Twarze Bestii
Rys przygody do rozegrania w dowolnej edycji Warhammera
Odrobina historii
Rdestowa Polana to niewielka dziedzina należąca do Świątyni Sigmara. Znajduje się raczej na wschodnich, lub północnych rubieżach Imperium, z dala od wielkich miast i wielkiej polityki, tam gdzie prości chłopi wierzą raczej w Taala i Rhyę niż w Sigmara, Ulryka, czy Verenę. Składają się na nią dworek i trzy wioski, nazywane swojsko – Małą, Dużą i Przyrzeczem.

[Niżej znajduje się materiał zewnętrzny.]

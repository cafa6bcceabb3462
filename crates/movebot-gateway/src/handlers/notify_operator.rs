use std::sync::Arc;

use async_trait::async_trait;
use serde::Deserialize;
use tracing::{debug, warn};

use movebot_channels::{OutboundMessage, SenderRegistry};
use movebot_core::config::OperatorConfig;
use movebot_core::types::Provider;
use movebot_dispatch::{format_operator_message, OperatorFormat};
use movebot_leads::LeadRepository;
use movebot_media::{MediaLinkSigner, MediaStore};
use movebot_pricing::catalog::Catalog;
use movebot_queue::{job_types, HandlerError, Job, JobHandler, JobQueue};
use movebot_tenants::TenantRegistry;

/// Signed media links handed to the operator stay valid this long.
const MEDIA_LINK_TTL_SECS: i64 = 7 * 24 * 3600;

#[derive(Debug, Deserialize)]
struct NotifyOperatorPayload {
    lead_id: String,
}

/// Formats the full lead and delivers it to the tenant's operator channel.
pub struct NotifyOperatorHandler {
    registry: Arc<TenantRegistry>,
    leads: Arc<LeadRepository>,
    media: Arc<MediaStore>,
    signer: Arc<MediaLinkSigner>,
    senders: Arc<SenderRegistry>,
    catalog: Arc<Catalog>,
    operator: OperatorConfig,
    queue: Arc<JobQueue>,
}

impl NotifyOperatorHandler {
    #[allow(clippy::too_many_arguments)]
    pub fn new(
        registry: Arc<TenantRegistry>,
        leads: Arc<LeadRepository>,
        media: Arc<MediaStore>,
        signer: Arc<MediaLinkSigner>,
        senders: Arc<SenderRegistry>,
        catalog: Arc<Catalog>,
        operator: OperatorConfig,
        queue: Arc<JobQueue>,
    ) -> Self {
        Self {
            registry,
            leads,
            media,
            signer,
            senders,
            catalog,
            operator,
            queue,
        }
    }
}

#[async_trait]
impl JobHandler for NotifyOperatorHandler {
    fn job_type(&self) -> &'static str {
        job_types::NOTIFY_OPERATOR
    }

    async fn run(&self, job: &Job) -> Result<(), HandlerError> {
        if let Some(key) = job.idempotency_key() {
            let fresh = self
                .queue
                .try_consume_idempotency_key(key)
                .map_err(HandlerError::transient)?;
            if !fresh {
                debug!(job_id = %job.id, "operator already notified");
                return Ok(());
            }
        }

        let payload: NotifyOperatorPayload =
            serde_json::from_value(job.payload.clone()).map_err(HandlerError::permanent)?;
        let lead = self
            .leads
            .get(&job.tenant_id, &payload.lead_id)
            .map_err(HandlerError::transient)?;

        let tenant_config = self
            .registry
            .tenant_config(&job.tenant_id)
            .map_err(HandlerError::permanent)?;
        let Some(operator_chat) = tenant_config.operator_chat_id.clone() else {
            warn!(tenant_id = %job.tenant_id, "no operator channel configured, lead kept in store");
            return Ok(());
        };
        let provider = tenant_config
            .operator_provider
            .unwrap_or(Provider::Telegram);

        let assets = self
            .media
            .list_for_lead(&job.tenant_id, &payload.lead_id)
            .map_err(HandlerError::transient)?;
        let exp = chrono::Utc::now().timestamp() + MEDIA_LINK_TTL_SECS;
        let links: Vec<String> = assets
            .iter()
            .map(|a| self.signer.signed_link(&a.tenant_id, a.kind, &a.id, exp))
            .collect();

        // Few attachments ride along as message media; many become a link
        // list inside the text.
        let inline = links.len() <= self.operator.max_inline_media_count;
        let text_links: &[String] = if inline { &[] } else { &links };

        let text = format_operator_message(
            &lead,
            &self.catalog,
            text_links,
            &OperatorFormat {
                translation_enabled: self.operator.lead_translation_enabled,
                target_lang: self.operator.lead_target_lang,
            },
        );

        let credentials = self
            .registry
            .credentials(&job.tenant_id, provider)
            .map_err(HandlerError::permanent)?;
        let msg = OutboundMessage {
            tenant_id: job.tenant_id.clone(),
            chat_id: operator_chat,
            text,
            buttons: Vec::new(),
            media_refs: if inline { links } else { Vec::new() },
        };
        self.senders
            .send(provider, &credentials, &msg)
            .await
            .map_err(super::channel_error)
    }
}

Przez ostatnie dwa wieki Rdestową Polaną rządził ród von Horst, typowa imperialna, drobna szlachta z niedużym lennem. Joachim von Horst, ostatni z rodu, zmarł bezdzietnie przed czterdziestu laty. Jego żona, pochodząca z bardziej cywilizowanych terenów Imperium, zmarła pięć lat później, definitywnie kończąc historię rodu von Horst. Niedługo przed śmiercią na powrót odnalazła wiarę i całe lenno zapisała w testamencie Świątyni Sigmara. Świątynia w Altdorfie wysłała do zarządzania tymi ziemiami ojca Hektora, sigmaryckiego zelotę, wierzącego w prymat Sigmara nad innymi bogami. Gdy dotarł do krainy zdominowanej przez wyznawców Taala, od razu rozpoczął nawracanie maluczkich. Ogniem i mieczem. Rozkazał ściąć wszystkie święte dęby w okolicy i wybudować z nich świątynię Sigmara. Zaczął też prześladować lokalnego kapłana Taala i czynił to tak długo, aż ten uciekł do lasu.

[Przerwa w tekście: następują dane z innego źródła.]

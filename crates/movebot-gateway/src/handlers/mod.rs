mod crew_fallback;
mod media_cleanup;
mod notify_operator;
mod outbound_reply;
mod process_media;

pub use crew_fallback::CrewFallbackHandler;
pub use media_cleanup::MediaCleanupHandler;
pub use notify_operator::NotifyOperatorHandler;
pub use outbound_reply::OutboundReplyHandler;
pub use process_media::ProcessMediaHandler;

use movebot_channels::ChannelError;
use movebot_queue::HandlerError;

/// Map a channel failure onto the queue's retry policy.
pub(crate) fn channel_error(e: ChannelError) -> HandlerError {
    if e.is_retryable() {
        HandlerError::transient(e)
    } else {
        HandlerError::permanent(e)
    }
}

W tym samym mniej więcej czasie w okolicy pojawiły się resztki sporej bandy zwierzoludzi, która zbiegła tutaj z Kislevu po przegranej wojnie z plemieniem pestigorów (zwierzoludzi wyznających Nurgla). Wśród zbiegów wielu było chorych i rannych. Trafił na nich ukrywający się przed sigmarytami kapłan Taala. Zwierzoludzie byli zbyt słabi, by go zaatakować, a on widząc stan, w jakim są, zlitował się nad nimi. Zaprowadził ich do ostatniego świętego dębu, ukrytego głęboko w lesie i korzystając z łaski swego boga, pomógł stworom Chaosu. Po tym jak ich wyleczył, został z nimi i nauczał ich o Panie Lasu i Pani Życia. Zwierzoludzie początkowo byli wobec kapłana nieufni, lecz z biegiem czasu, zaczęli go traktować jak jednego z nich, a sami odwrócili się od Przeklętych Potęg i zostali wyznawcami Taala i Rhyi. W końcu, gdy się mocno zestarzał, przyjął uczennicę, której przekazał całą swoją wiedzę – gorkę o imieniu Białofutra.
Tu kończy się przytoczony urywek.